The damage isn’t being caused by overzealous Apple fans, desperate to get their sterilized tentacles on the new iPhone, either…

Apple fans have been called a lot of things before but never “obsessive-compulsive squid.” Well, maybe the Macalope hasn’t read everything by John Dvorak.

The scuffed iPhones are seemingly already damaged when they arrive, before anyone has had a chance to finger them aggressively.

Personally, the first thing the Macalope does with a new iPhone is put the entire thing in his mouth. That’s not weird. Well, not any weirder than “fingering it aggressively.”

But if you have an iPhone that’s scratched out of the box and that’s a problem for you, what should you do?

If you have a damaged iPhone 5, Apple Stores will apparently replace it.

Ooookay, so we’re left with the horror that the iPhone 5 will scratch over time like … well, the original iPhone and pretty much any other phone made by anyone other than Apple. Of course, those companies don’t get “-gates” because no one expects their phones to be “mint in box” condition after they’ve been out of the box for years.

When people complained about the scratches on the iPod nano, at least they were complaining about the scratches on the front that made the screen harder to view. Scratches on the back? Please try to get over yourselves.

But what about that “statistic” that 30 to 40 percent are arriving pre-scratched?

Over on MacRumors, 36% of 1,300 polled users reported that their phone was scuffed out of the box, and a further 10% had inadvertently damaged it within a few hours.
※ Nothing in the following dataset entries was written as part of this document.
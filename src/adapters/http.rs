use crate::domain::ports::Storage;
use crate::utils::error::{EtlError, Result};
use reqwest::Client;
use std::time::Duration;

/// Downloads the recipe feed. One attempt per call, no retries.
pub struct Fetcher {
    client: Client,
}

impl Fetcher {
    /// Without a timeout a request waits as long as the transport does.
    pub fn new(timeout: Option<Duration>) -> Result<Self> {
        let mut builder = Client::builder();
        if let Some(timeout) = timeout {
            builder = builder.timeout(timeout);
        }
        let client = builder.build().map_err(|e| EtlError::ConfigError {
            message: format!("cannot build HTTP client: {}", e),
        })?;

        Ok(Self { client })
    }

    /// GETs `url` and stores the body verbatim at `destination`.
    ///
    /// The body is read completely before anything is written, so a failed
    /// download leaves `destination` untouched. Returns the number of bytes
    /// written.
    pub async fn fetch<S: Storage>(&self, url: &str, storage: &S, destination: &str) -> Result<usize> {
        tracing::debug!("Making API request to: {}", url);

        let body = match self.download(url).await {
            Ok(body) => body,
            Err(source) => {
                tracing::error!("Error downloading file: {}", source);
                return Err(EtlError::TransportError {
                    url: url.to_string(),
                    source,
                });
            }
        };

        if let Err(e) = storage.write_file(destination, &body).await {
            tracing::error!("Error saving downloaded file to {}: {}", destination, e);
            return Err(e);
        }

        tracing::info!(
            "File downloaded successfully to {} ({} bytes)",
            destination,
            body.len()
        );
        Ok(body.len())
    }

    async fn download(&self, url: &str) -> std::result::Result<Vec<u8>, reqwest::Error> {
        let response = self.client.get(url).send().await?;
        tracing::debug!("API response status: {}", response.status());
        let body = response.error_for_status()?.bytes().await?;
        Ok(body.to_vec())
    }
}
use crate::domain::ports::Storage;
use crate::utils::error::{EtlError, Result};

/// Turns newline-delimited JSON objects into one JSON array literal.
///
/// Purely textual: every line is trimmed, the lines are joined with `,` and
/// the result is wrapped in brackets. Nothing is validated, so blank lines in
/// the middle of the input become empty elements, and running it over its own
/// output wraps the array a second time.
pub fn repair_text(content: &str) -> String {
    let normalized = content.replace("\r\n", "\n").replace('\r', "\n");
    let lines: Vec<&str> = normalized.lines().map(str::trim).collect();
    format!("[{}]", lines.join(","))
}

/// Rewrites `path` in place with [`repair_text`].
pub async fn repair_in_place<S: Storage>(storage: &S, path: &str) -> Result<()> {
    let repair_error = |reason: String| {
        tracing::error!("Error fixing JSON file format: {}", reason);
        EtlError::FormatRepairError {
            path: path.to_string(),
            reason,
        }
    };

    let raw = storage
        .read_file(path)
        .await
        .map_err(|e| repair_error(e.to_string()))?;
    let content =
        String::from_utf8(raw).map_err(|e| repair_error(format!("not valid UTF-8: {}", e)))?;

    let repaired = repair_text(&content);
    storage
        .write_file(path, repaired.as_bytes())
        .await
        .map_err(|e| repair_error(e.to_string()))?;

    tracing::info!("JSON file formatted successfully: {}", path);
    Ok(())
}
Yes, the MacRumors “poll” that Anthony cites is a web poll. So, you know, it’s statistically valid with a variance of plus or minus, oh, infinity.

Really, any way you look at it, your iPhone 5 will probably end up looking like a wreck after a few weeks of use.

A wreck. A shambles. A veritable dilapidation of a phone.

It’s perfectly likely the Macalope is babying his iPhone 5, but after more than a week of use with no case, it’s still in mint condition. Let us agree to say your mileage may vary.

If the MacRumors poll really is representative, though…

Well, hey, it could be in that “stopped clock” kind of way.

…if a full 45% of shipped iPhones are damaged, or easy to damage—then the problem is obviously endemic to the iPhone 5′s design and anodized chassis, and perhaps a full product recall is in order.

For scratches. On the back of the phone. In some cases. Depending on use. Sure.

And that’s when the aliens decided that Earthlings were simply too overprivileged and spoiled and rather than risk having them spread their contemptible whining throughout the galaxy they nuked the planet to a charred cinder and everyone lived happily ever after. The end.

[Editors’ Note: In addition to being a mythical beast, the Macalope is not an employee of Macworld. As a result, the Macalope is always free to criticize any media organization. Even ours.]